**Aim of the task**
Count how many lines in the data hold "Debug". Only the number.

**Exercise data**

========

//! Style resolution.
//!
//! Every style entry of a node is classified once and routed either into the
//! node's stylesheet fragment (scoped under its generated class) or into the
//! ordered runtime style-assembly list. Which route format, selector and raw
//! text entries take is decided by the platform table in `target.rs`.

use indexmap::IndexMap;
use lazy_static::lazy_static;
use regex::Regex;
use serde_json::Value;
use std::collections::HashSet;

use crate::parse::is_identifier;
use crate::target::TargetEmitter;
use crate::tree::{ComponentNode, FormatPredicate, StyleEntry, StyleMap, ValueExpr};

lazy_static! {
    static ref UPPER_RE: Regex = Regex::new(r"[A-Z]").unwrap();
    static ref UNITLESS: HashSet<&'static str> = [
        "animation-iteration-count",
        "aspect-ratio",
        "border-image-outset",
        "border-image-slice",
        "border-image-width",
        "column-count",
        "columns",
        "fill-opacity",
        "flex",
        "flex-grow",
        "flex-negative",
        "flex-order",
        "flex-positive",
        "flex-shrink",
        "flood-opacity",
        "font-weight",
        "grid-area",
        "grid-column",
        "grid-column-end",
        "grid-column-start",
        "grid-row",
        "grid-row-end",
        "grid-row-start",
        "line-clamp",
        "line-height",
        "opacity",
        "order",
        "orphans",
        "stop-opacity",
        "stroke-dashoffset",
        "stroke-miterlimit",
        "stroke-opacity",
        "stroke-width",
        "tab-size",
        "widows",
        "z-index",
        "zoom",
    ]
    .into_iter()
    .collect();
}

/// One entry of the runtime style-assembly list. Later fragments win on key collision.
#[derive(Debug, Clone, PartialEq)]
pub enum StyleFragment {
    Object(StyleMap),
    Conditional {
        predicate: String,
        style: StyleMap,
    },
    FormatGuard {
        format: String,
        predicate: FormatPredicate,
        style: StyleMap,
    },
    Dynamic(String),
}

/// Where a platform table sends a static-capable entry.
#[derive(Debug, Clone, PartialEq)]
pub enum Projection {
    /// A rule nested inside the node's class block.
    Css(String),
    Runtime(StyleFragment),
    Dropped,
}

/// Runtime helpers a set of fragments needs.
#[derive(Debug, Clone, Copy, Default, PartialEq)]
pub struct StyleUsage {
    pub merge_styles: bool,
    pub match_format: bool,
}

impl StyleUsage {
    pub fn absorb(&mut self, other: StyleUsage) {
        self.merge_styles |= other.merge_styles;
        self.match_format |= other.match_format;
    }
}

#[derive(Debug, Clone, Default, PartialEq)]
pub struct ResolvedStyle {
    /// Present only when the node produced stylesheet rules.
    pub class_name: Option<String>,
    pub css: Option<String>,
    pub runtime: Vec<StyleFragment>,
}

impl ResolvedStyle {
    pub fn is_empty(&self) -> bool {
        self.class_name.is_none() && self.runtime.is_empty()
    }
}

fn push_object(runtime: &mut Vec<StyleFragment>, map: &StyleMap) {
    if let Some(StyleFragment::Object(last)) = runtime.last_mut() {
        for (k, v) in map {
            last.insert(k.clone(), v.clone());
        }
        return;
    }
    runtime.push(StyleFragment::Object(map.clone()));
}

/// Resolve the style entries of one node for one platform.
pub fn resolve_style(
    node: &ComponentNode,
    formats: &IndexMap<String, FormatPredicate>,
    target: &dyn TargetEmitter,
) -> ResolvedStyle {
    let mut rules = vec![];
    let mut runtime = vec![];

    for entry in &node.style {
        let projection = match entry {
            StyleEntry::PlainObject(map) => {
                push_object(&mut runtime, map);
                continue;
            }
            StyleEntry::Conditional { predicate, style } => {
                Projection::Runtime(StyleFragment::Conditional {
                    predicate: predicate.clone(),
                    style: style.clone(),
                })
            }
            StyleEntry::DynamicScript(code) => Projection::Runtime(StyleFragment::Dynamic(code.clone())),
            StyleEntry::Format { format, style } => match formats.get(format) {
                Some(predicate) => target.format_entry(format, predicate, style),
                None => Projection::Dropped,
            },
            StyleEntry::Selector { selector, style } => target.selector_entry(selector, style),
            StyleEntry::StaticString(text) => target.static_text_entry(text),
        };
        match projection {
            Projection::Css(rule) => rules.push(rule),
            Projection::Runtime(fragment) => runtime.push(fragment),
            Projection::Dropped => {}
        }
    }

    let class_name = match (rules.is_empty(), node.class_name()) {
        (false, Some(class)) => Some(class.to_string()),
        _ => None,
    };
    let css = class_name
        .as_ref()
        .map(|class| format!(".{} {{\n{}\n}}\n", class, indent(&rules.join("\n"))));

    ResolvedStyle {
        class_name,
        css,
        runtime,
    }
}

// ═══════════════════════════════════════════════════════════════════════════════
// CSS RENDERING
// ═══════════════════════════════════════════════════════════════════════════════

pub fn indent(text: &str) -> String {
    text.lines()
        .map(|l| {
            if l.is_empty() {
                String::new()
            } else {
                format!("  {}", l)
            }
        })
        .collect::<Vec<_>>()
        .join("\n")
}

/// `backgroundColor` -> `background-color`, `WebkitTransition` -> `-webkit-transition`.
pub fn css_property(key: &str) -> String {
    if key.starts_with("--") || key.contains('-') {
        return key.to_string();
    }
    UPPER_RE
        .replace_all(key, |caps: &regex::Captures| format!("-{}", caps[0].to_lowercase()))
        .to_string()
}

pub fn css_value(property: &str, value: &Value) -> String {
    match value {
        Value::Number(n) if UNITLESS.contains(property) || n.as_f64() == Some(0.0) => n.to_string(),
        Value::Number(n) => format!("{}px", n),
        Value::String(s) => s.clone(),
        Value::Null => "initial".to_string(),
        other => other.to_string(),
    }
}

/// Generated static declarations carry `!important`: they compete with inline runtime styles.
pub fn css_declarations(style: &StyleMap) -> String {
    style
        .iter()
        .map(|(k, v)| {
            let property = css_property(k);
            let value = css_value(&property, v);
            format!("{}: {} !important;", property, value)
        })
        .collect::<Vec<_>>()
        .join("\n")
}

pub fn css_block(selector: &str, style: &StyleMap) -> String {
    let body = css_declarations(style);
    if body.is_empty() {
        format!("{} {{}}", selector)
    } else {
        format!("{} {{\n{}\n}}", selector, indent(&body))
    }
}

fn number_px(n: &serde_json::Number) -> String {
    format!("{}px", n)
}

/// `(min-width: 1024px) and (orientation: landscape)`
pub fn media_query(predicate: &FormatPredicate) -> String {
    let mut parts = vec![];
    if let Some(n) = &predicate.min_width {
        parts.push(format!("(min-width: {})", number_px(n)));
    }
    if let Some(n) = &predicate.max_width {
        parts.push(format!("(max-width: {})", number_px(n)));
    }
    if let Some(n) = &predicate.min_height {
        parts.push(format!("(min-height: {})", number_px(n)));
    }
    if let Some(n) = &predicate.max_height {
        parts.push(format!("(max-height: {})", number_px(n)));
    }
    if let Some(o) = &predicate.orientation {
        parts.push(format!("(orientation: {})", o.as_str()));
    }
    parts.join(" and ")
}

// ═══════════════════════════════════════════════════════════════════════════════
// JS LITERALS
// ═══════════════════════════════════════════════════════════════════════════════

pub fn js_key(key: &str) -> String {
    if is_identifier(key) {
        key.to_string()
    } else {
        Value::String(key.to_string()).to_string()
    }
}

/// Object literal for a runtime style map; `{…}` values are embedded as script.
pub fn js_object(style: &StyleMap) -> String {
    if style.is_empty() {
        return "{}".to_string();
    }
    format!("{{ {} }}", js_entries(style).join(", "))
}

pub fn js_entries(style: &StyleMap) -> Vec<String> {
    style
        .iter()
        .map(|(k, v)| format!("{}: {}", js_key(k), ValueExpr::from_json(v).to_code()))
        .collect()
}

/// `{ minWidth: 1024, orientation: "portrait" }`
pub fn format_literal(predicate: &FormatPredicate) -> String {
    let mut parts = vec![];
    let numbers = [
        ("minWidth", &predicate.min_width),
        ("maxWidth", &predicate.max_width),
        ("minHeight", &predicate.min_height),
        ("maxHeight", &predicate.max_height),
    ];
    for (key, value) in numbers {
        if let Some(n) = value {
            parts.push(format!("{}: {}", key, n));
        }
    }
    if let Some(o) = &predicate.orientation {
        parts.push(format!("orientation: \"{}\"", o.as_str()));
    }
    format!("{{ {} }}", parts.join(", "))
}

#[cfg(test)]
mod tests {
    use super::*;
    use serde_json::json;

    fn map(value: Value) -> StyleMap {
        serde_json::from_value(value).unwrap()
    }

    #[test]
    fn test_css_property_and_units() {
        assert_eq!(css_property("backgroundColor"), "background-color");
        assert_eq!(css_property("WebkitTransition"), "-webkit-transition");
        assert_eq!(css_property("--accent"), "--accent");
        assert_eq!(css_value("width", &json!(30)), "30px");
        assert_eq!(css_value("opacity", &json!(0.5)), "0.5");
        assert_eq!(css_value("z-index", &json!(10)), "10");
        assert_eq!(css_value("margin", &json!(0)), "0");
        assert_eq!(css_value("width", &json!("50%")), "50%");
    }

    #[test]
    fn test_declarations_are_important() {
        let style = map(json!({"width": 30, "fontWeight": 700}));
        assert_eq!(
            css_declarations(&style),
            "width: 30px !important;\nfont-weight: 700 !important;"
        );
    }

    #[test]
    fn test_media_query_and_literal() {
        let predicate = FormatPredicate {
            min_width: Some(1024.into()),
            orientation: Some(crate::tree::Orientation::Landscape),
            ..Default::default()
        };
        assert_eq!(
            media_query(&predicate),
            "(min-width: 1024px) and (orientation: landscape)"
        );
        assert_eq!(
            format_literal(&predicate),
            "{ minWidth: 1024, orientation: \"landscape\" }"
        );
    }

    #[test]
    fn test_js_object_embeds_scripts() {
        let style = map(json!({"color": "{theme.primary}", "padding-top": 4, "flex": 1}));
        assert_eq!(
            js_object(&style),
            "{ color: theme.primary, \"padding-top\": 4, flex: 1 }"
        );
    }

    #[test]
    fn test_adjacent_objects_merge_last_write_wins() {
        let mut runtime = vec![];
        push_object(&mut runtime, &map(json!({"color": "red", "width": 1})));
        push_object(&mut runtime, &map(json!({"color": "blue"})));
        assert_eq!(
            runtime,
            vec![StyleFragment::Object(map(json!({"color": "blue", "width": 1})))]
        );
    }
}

========

**Solved exercise**
4